---- Data to use

//! Read loop for one local client.

use futures_util::StreamExt;
use tokio::io::AsyncRead;
use tokio::sync::mpsc;
use tokio_util::codec::{FramedRead, LinesCodec};
use tracing::{debug, info, warn};

use hatcog_proto::MAX_LINE_LEN;

use super::{ClientEvent, ClientId, Message};
use crate::external::split_net_pass;

/// What a client's read loop knows about it.
pub(crate) struct Connection {
    id: ClientId,
    network: String,
    /// Channel or nick; empty until the client binds.
    channel: String,
    is_private: bool,
    from_user: mpsc::Sender<ClientEvent>,
}

/// `/verb <arg> ...` → first argument, if `content` is that command.
fn command_arg<'a>(content: &'a str, verb: &str) -> Option<&'a str> {
    let mut words = content.split_whitespace();
    if !words.next()?.eq_ignore_ascii_case(verb) {
        return None;
    }
    words.next()
}

fn is_command(content: &str, verb: &str) -> bool {
    content
        .split_whitespace()
        .next()
        .is_some_and(|word| word.eq_ignore_ascii_case(verb))
}

impl Connection {
    pub(crate) fn new(id: ClientId, network: String, from_user: mpsc::Sender<ClientEvent>) -> Self {
        Self {
            id,
            network,
            channel: String::new(),
            is_private: false,
            from_user,
        }
    }

    /// Read lines until the client goes away, then part and detach.
    pub(crate) async fn run<R: AsyncRead + Unpin>(mut self, reader: R) {
        let mut lines = FramedRead::new(reader, LinesCodec::new_with_max_length(MAX_LINE_LEN));

        while let Some(read) = lines.next().await {
            match read {
                Ok(content) => {
                    if !self.on_line(content).await {
                        return;
                    }
                }
                Err(e) => {
                    warn!(error = %e, "Client read failed");
                    break;
                }
            }
        }
        self.on_eof().await;
    }

    /// Returns false once the server is gone.
    async fn on_line(&mut self, content: String) -> bool {
        let content = content.trim_end_matches('\r');
        if content.trim().is_empty() {
            return true;
        }
        debug!(%content, "Client line");

        if self.channel.is_empty() {
            if is_command(content, "/private") {
                // Opening a query window is not an IRC command.
                if let Some(nick) = command_arg(content, "/private") {
                    self.channel = nick.to_string();
                    self.is_private = true;
                    return self.send_bound().await;
                }
                return true;
            }
            if let Some(channel) = command_arg(content, "/join") {
                self.channel = channel.to_string();
                if !self.send_bound().await {
                    return false;
                }
            } else if let Some(arg) = command_arg(content, "/connect") {
                self.network = split_net_pass(arg).0;
                if !self.send_bound().await {
                    return false;
                }
            }
        }

        if is_command(content, "/notify") {
            return self.send(ClientEvent::ToggleNotify { id: self.id }).await;
        }

        let message = Message {
            network: self.network.clone(),
            channel: self.channel.clone(),
            content: content.to_string(),
        };
        self.send(ClientEvent::Message(message)).await
    }

    async fn on_eof(&mut self) {
        info!(channel = %self.channel, "Client disconnected");

        if !self.channel.is_empty() && !self.is_private {
            let part = Message {
                network: self.network.clone(),
                channel: self.channel.clone(),
                content: format!("/part {}", self.channel),
            };
            if !self.send(ClientEvent::Message(part)).await {
                return;
            }
        }
        self.send(ClientEvent::Detached { id: self.id }).await;
    }

    async fn send_bound(&self) -> bool {
        self.send(ClientEvent::Bound {
            id: self.id,
            network: self.network.clone(),
            channel: self.channel.clone(),
            private: self.is_private,
        })
        .await
    }

    async fn send(&self, event: ClientEvent) -> bool {
        if self.from_user.send(event).await.is_err() {
            debug!("Server loop has stopped");
            return false;
        }
        true
    }
}

#[cfg(test)]
mod tests {
    use super::*;
    use tokio::io::AsyncWriteExt;

    /// Feed `input` through a connection and collect what it reports.
    async fn events_for(network: &str, input: &str) -> Vec<ClientEvent> {
        let (tx, mut rx) = mpsc::channel(1);
        let (mut client, server) = tokio::io::duplex(1024);
        let connection = Connection::new(7, network.to_string(), tx);
        let task = tokio::spawn(connection.run(server));

        client.write_all(input.as_bytes()).await.unwrap();
        drop(client);

        let mut events = Vec::new();
        while let Some(event) = rx.recv().await {
            events.push(event);
        }
        task.await.unwrap();
        events
    }

    fn message(event: &ClientEvent) -> &Message {
        match event {
            ClientEvent::Message(m) => m,
            other => panic!("expected message, got {other:?}"),
        }
    }

    #[tokio::test]
    async fn test_join_binds_and_forwards() {
        let events = events_for("irc.libera.chat:6697", "/join #rust\nhello\n").await;

        assert!(matches!(
            &events[0],
            ClientEvent::Bound { id: 7, channel, private: false, .. } if channel == "#rust"
        ));
        assert_eq!(message(&events[1]).content, "/join #rust");
        assert_eq!(message(&events[2]).content, "hello");
        assert_eq!(message(&events[2]).channel, "#rust");
        assert_eq!(message(&events[2]).network, "irc.libera.chat:6697");

        // EOF parts the channel, then detaches.
        assert_eq!(message(&events[3]).content, "/part #rust");
        assert!(matches!(events[4], ClientEvent::Detached { id: 7 }));
        assert_eq!(events.len(), 5);
    }

    #[tokio::test]
    async fn test_private_is_not_forwarded_and_not_parted() {
        let events = events_for("net:6667", "/private bob\r\nhi bob\r\n").await;

        assert!(matches!(
            &events[0],
            ClientEvent::Bound { channel, private: true, .. } if channel == "bob"
        ));
        assert_eq!(message(&events[1]).content, "hi bob");
        assert_eq!(message(&events[1]).channel, "bob");
        assert!(matches!(events[2], ClientEvent::Detached { .. }));
        assert_eq!(events.len(), 3);
    }

    #[tokio::test]
    async fn test_connect_rescopes_network() {
        let events = events_for("", "/connect irc.oftc.net:6697:pw\n/join #debian\n").await;

        assert!(matches!(
            &events[0],
            ClientEvent::Bound { network, channel, .. }
                if network == "irc.oftc.net:6697" && channel.is_empty()
        ));
        assert_eq!(message(&events[1]).content, "/connect irc.oftc.net:6697:pw");
        assert!(matches!(
            &events[2],
            ClientEvent::Bound { network, channel, .. }
                if network == "irc.oftc.net:6697" && channel == "#debian"
        ));
        assert_eq!(message(&events[3]).network, "irc.oftc.net:6697");
    }

    #[tokio::test]
    async fn test_notify_toggles_without_forwarding() {
        let events = events_for("net:6667", "/join #rust\n/notify\n").await;

        assert!(matches!(events[2], ClientEvent::ToggleNotify { id: 7 }));
        assert_eq!(message(&events[3]).content, "/part #rust");
    }

    #[tokio::test]
    async fn test_only_first_binding_counts() {
        let events = events_for("net:6667", "/join #rust\n/join #go\n").await;

        let bound = events
            .iter()
            .filter(|e| matches!(e, ClientEvent::Bound { .. }))
            .count();
        assert_eq!(bound, 1);
        assert_eq!(message(&events[2]).content, "/join #go");
        assert_eq!(message(&events[2]).channel, "#rust");
    }

    #[tokio::test]
    async fn test_unbound_chat_is_forwarded_with_empty_channel() {
        let events = events_for("net:6667", "hello\n").await;

        assert_eq!(message(&events[0]).channel, "");
        assert!(matches!(events[1], ClientEvent::Detached { .. }));
    }

    #[test]
    fn test_command_arg() {
        assert_eq!(command_arg("/join #rust", "/join"), Some("#rust"));
        assert_eq!(command_arg("/JOIN  #rust key", "/join"), Some("#rust"));
        assert_eq!(command_arg("/join", "/join"), None);
        assert_eq!(command_arg("/joined #rust", "/join"), None);
        assert_eq!(command_arg("join #rust", "/join"), None);
    }
}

--------

Using the listing above, please repeat every entry exactly.

[Solution]:
//! Read loop for one local client.

use futures_util::StreamExt;
use tokio::io::AsyncRead;
use tokio::sync::mpsc;
use tokio_util::codec::{FramedRead, LinesCodec};
use tracing::{debug, info, warn};

use hatcog_proto::MAX_LINE_LEN;

use super::{ClientEvent, ClientId, Message};
use crate::external::split_net_pass;

/// What a client's read loop knows about it.
pub(crate) struct Connection {
    id: ClientId,
    network: String,
    /// Channel or nick; empty until the client binds.
    channel: String,
    is_private: bool,
    from_user: mpsc::Sender<ClientEvent>,
}

/// `/verb <arg> ...` → first argument, if `content` is that command.
fn command_arg<'a>(content: &'a str, verb: &str) -> Option<&'a str> {
    let mut words = content.split_whitespace();
    if !words.next()?.eq_ignore_ascii_case(verb) {
        return None;
    }
    words.next()
}

fn is_command(content: &str, verb: &str) -> bool {
    content
        .split_whitespace()
        .next()
        .is_some_and(|word| word.eq_ignore_ascii_case(verb))
}

impl Connection {
    pub(crate) fn new(id: ClientId, network: String, from_user: mpsc::Sender<ClientEvent>) -> Self {
        Self {
            id,
            network,
            channel: String::new(),
            is_private: false,
            from_user,
        }
    }

    /// Read lines until the client goes away, then part and detach.
    pub(crate) async fn run<R: AsyncRead + Unpin>(mut self, reader: R) {
        let mut lines = FramedRead::new(reader, LinesCodec::new_with_max_length(MAX_LINE_LEN));

        while let Some(read) = lines.next().await {
            match read {
                Ok(content) => {
                    if !self.on_line(content).await {
                        return;
                    }
                }
                Err(e) => {
                    warn!(error = %e, "Client read failed");
                    break;
                }
            }
        }
        self.on_eof().await;
    }

    /// Returns false once the server is gone.
    async fn on_line(&mut self, content: String) -> bool {
        let content = content.trim_end_matches('\r');
        if content.trim().is_empty() {
            return true;
        }
        debug!(%content, "Client line");

        if self.channel.is_empty() {
            if is_command(content, "/private") {
                // Opening a query window is not an IRC command.
                if let Some(nick) = command_arg(content, "/private") {
                    self.channel = nick.to_string();
                    self.is_private = true;
                    return self.send_bound().await;
                }
                return true;
            }
            if let Some(channel) = command_arg(content, "/join") {
                self.channel = channel.to_string();
                if !self.send_bound().await {
                    return false;
                }
            } else if let Some(arg) = command_arg(content, "/connect") {
                self.network = split_net_pass(arg).0;
                if !self.send_bound().await {
                    return false;
                }
            }
        }

        if is_command(content, "/notify") {
            return self.send(ClientEvent::ToggleNotify { id: self.id }).await;
        }

        let message = Message {
            network: self.network.clone(),
            channel: self.channel.clone(),
            content: content.to_string(),
        };
        self.send(ClientEvent::Message(message)).await
    }

    async fn on_eof(&mut self) {
        info!(channel = %self.channel, "Client disconnected");

        if !self.channel.is_empty() && !self.is_private {
            let part = Message {
                network: self.network.clone(),
                channel: self.channel.clone(),
                content: format!("/part {}", self.channel),
            };
            if !self.send(ClientEvent::Message(part)).await {
                return;
            }
        }
        self.send(ClientEvent::Detached { id: self.id }).await;
    }

    async fn send_bound(&self) -> bool {
        self.send(ClientEvent::Bound {
            id: self.id,
            network: self.network.clone(),
            channel: self.channel.clone(),
            private: self.is_private,
        })
        .await
    }

    async fn send(&self, event: ClientEvent) -> bool {
        if self.from_user.send(event).await.is_err() {
            debug!("Server loop has stopped");
            return false;
        }
        true
    }
}

#[cfg(test)]
mod tests {
    use super::*;
    use tokio::io::AsyncWriteExt;

    /// Feed `input` through a connection and collect what it reports.
    async fn events_for(network: &str, input: &str) -> Vec<ClientEvent> {
        let (tx, mut rx) = mpsc::channel(1);
        let (mut client, server) = tokio::io::duplex(1024);
        let connection = Connection::new(7, network.to_string(), tx);
        let task = tokio::spawn(connection.run(server));

        client.write_all(input.as_bytes()).await.unwrap();
        drop(client);

        let mut events = Vec::new();
        while let Some(event) = rx.recv().await {
            events.push(event);
        }
        task.await.unwrap();
        events
    }

    fn message(event: &ClientEvent) -> &Message {
        match event {
            ClientEvent::Message(m) => m,
            other => panic!("expected message, got {other:?}"),
        }
    }

    #[tokio::test]
    async fn test_join_binds_and_forwards() {
        let events = events_for("irc.libera.chat:6697", "/join #rust\nhello\n").await;

        assert!(matches!(
            &events[0],
            ClientEvent::Bound { id: 7, channel, private: false, .. } if channel == "#rust"
        ));
        assert_eq!(message(&events[1]).content, "/join #rust");
        assert_eq!(message(&events[2]).content, "hello");
        assert_eq!(message(&events[2]).channel, "#rust");
        assert_eq!(message(&events[2]).network, "irc.libera.chat:6697");

        // EOF parts the channel, then detaches.
        assert_eq!(message(&events[3]).content, "/part #rust");
        assert!(matches!(events[4], ClientEvent::Detached { id: 7 }));
        assert_eq!(events.len(), 5);
    }

    #[tokio::test]
    async fn test_private_is_not_forwarded_and_not_parted() {
        let events = events_for("net:6667", "/private bob\r\nhi bob\r\n").await;

        assert!(matches!(
            &events[0],
            ClientEvent::Bound { channel, private: true, .. } if channel == "bob"
        ));
        assert_eq!(message(&events[1]).content, "hi bob");
        assert_eq!(message(&events[1]).channel, "bob");
        assert!(matches!(events[2], ClientEvent::Detached { .. }));
        assert_eq!(events.len(), 3);
    }

    #[tokio::test]
    async fn test_connect_rescopes_network() {
        let events = events_for("", "/connect irc.oftc.net:6697:pw\n/join #debian\n").await;

        assert!(matches!(
            &events[0],
            ClientEvent::Bound { network, channel, .. }
                if network == "irc.oftc.net:6697" && channel.is_empty()
        ));
        assert_eq!(message(&events[1]).content, "/connect irc.oftc.net:6697:pw");
        assert!(matches!(
            &events[2],
            ClientEvent::Bound { network, channel, .. }
                if network == "irc.oftc.net:6697" && channel == "#debian"
        ));
        assert_eq!(message(&events[3]).network, "irc.oftc.net:6697");
    }

    #[tokio::test]
    async fn test_notify_toggles_without_forwarding() {
        let events = events_for("net:6667", "/join #rust\n/notify\n").await;

        assert!(matches!(events[2], ClientEvent::ToggleNotify { id: 7 }));
        assert_eq!(message(&events[3]).content, "/part #rust");
    }

    #[tokio::test]
    async fn test_only_first_binding_counts() {
        let events = events_for("net:6667", "/join #rust\n/join #go\n").await;

        let bound = events
            .iter()
            .filter(|e| matches!(e, ClientEvent::Bound { .. }))
            .count();
        assert_eq!(bound, 1);
        assert_eq!(message(&events[2]).content, "/join #go");
        assert_eq!(message(&events[2]).channel, "#rust");
    }

    #[tokio::test]
    async fn test_unbound_chat_is_forwarded_with_empty_channel() {
        let events = events_for("net:6667", "hello\n").await;

        assert_eq!(message(&events[0]).channel, "");
        assert!(matches!(events[1], ClientEvent::Detached { .. }));
    }

    #[test]
    fn test_command_arg() {
        assert_eq!(command_arg("/join #rust", "/join"), Some("#rust"));
        assert_eq!(command_arg("/JOIN  #rust key", "/join"), Some("#rust"));
        assert_eq!(command_arg("/join", "/join"), None);
        assert_eq!(command_arg("/joined #rust", "/join"), None);
        assert_eq!(command_arg("join #rust", "/join"), None);
    }
}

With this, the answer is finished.